_MATERIALS PROVIDED_:
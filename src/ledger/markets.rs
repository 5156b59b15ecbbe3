//! Administrative market management.
//!
//! Who may call these is decided outside the ledger.

use tracing::info;

use super::core::PositionLedger;
use super::results::LedgerError;
use crate::custody::CollateralCustody;
use crate::events::{EventPayload, MarketAddedEvent, MarketUpdatedEvent};
use crate::market::{MarketUpdate, NewMarket};
use crate::oracle::PricingAdapter;
use crate::types::MarketId;

impl<P: PricingAdapter, C: CollateralCustody> PositionLedger<P, C> {
    pub fn add_market(&mut self, id: MarketId, params: NewMarket) -> Result<MarketId, LedgerError> {
        let _guard = self.lock.try_enter()?;

        let now = self.current_time;
        let market = self.registry.add_market(id, params, now)?;
        let event = MarketAddedEvent {
            id,
            oracle: market.oracle.clone(),
            max_leverage: market.max_leverage,
        };

        info!(market = id.0, oracle = %event.oracle, max_leverage = event.max_leverage, "market listed");
        self.emit_event(EventPayload::MarketAdded(event));
        Ok(id)
    }

    /// Applies the supplied fields and sets the active flag. Existing positions keep their
    /// terms; new limits only gate later opens.
    pub fn update_market(
        &mut self,
        id: MarketId,
        update: MarketUpdate,
        is_active: bool,
    ) -> Result<(), LedgerError> {
        let _guard = self.lock.try_enter()?;

        self.registry.update_market(id, update, is_active)?;

        info!(market = id.0, is_active, "market updated");
        self.emit_event(EventPayload::MarketUpdated(MarketUpdatedEvent { id, is_active }));
        Ok(())
    }
}
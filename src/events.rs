// 11.0: every committed state change produces an event. used for audit trails and for
// notifying whatever sits outside the core. EventPayload lists all of them.
// events are only recorded after an operation commits, so a failed call leaves no trace here.

use crate::types::{AccountId, Direction, MarketId, OracleRef, PositionId, Price, Quote, Timestamp};
use rust_decimal::Decimal;
use serde::{Deserialize, Serialize};

#[derive(Debug, Clone, Copy, PartialEq, Eq, PartialOrd, Ord, Serialize, Deserialize)]
pub struct EventId(pub u64);

#[derive(Debug, Clone, PartialEq, Serialize, Deserialize)]
pub struct Event {
    pub id: EventId,
    pub timestamp: Timestamp,
    pub payload: EventPayload,
}

impl Event {
    pub fn new(id: EventId, timestamp: Timestamp, payload: EventPayload) -> Self {
        Self {
            id,
            timestamp,
            payload,
        }
    }
}

#[derive(Debug, Clone, PartialEq, Serialize, Deserialize)]
pub enum EventPayload {
    // Market events
    MarketAdded(MarketAddedEvent),
    MarketUpdated(MarketUpdatedEvent),

    // Position events
    PositionOpened(PositionOpenedEvent),
    PositionClosed(PositionClosedEvent),
    PositionLiquidated(PositionLiquidatedEvent),

    // Funding events
    FundingUpdated(FundingUpdatedEvent),
}

#[derive(Debug, Clone, PartialEq, Serialize, Deserialize)]
pub struct MarketAddedEvent {
    pub id: MarketId,
    pub oracle: OracleRef,
    pub max_leverage: u16,
}

#[derive(Debug, Clone, PartialEq, Serialize, Deserialize)]
pub struct MarketUpdatedEvent {
    pub id: MarketId,
    pub is_active: bool,
}

#[derive(Debug, Clone, PartialEq, Serialize, Deserialize)]
pub struct PositionOpenedEvent {
    pub id: PositionId,
    pub trader: AccountId,
    pub market_id: MarketId,
    pub direction: Direction,
    pub size: Quote,
    pub margin: Quote,
    pub entry_price: Price,
    pub leverage: u16,
}

#[derive(Debug, Clone, PartialEq, Serialize, Deserialize)]
pub struct PositionClosedEvent {
    pub id: PositionId,
    pub trader: AccountId,
    pub exit_price: Price,
    pub pnl: Quote,
    pub fee: Quote,
}

#[derive(Debug, Clone, PartialEq, Serialize, Deserialize)]
pub struct PositionLiquidatedEvent {
    pub id: PositionId,
    pub trader: AccountId,
    pub liquidator: AccountId,
    pub price: Price,
    pub fee: Quote,
}

#[derive(Debug, Clone, PartialEq, Serialize, Deserialize)]
pub struct FundingUpdatedEvent {
    pub market_id: MarketId,
    pub rate: Decimal,
    pub new_index: Decimal,
}

/// Append-only event log that drops its oldest entries past `capacity`.
#[derive(Debug, Clone)]
pub struct EventLog {
    events: Vec<Event>,
    next_id: u64,
    capacity: usize,
}

impl EventLog {
    pub fn new(capacity: usize) -> Self {
        Self {
            events: Vec::new(),
            next_id: 1,
            capacity,
        }
    }

    // ids keep counting even after old entries are dropped
    pub fn record(&mut self, timestamp: Timestamp, payload: EventPayload) -> EventId {
        let id = EventId(self.next_id);
        self.next_id += 1;
        self.events.push(Event::new(id, timestamp, payload));

        if self.events.len() > self.capacity {
            let drain_count = self.events.len() - self.capacity;
            self.events.drain(0..drain_count);
        }
        id
    }

    pub fn events(&self) -> &[Event] {
        &self.events
    }

    pub fn recent(&self, count: usize) -> &[Event] {
        let start = self.events.len().saturating_sub(count);
        &self.events[start..]
    }

    pub fn len(&self) -> usize {
        self.events.len()
    }

    pub fn is_empty(&self) -> bool {
        self.events.is_empty()
    }
}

_WHAT THE TASK REQUIRES_: When the word "EventPayload" appears in a line of the data, that line is counted; report the number only.

_FINISHED TASK_: 8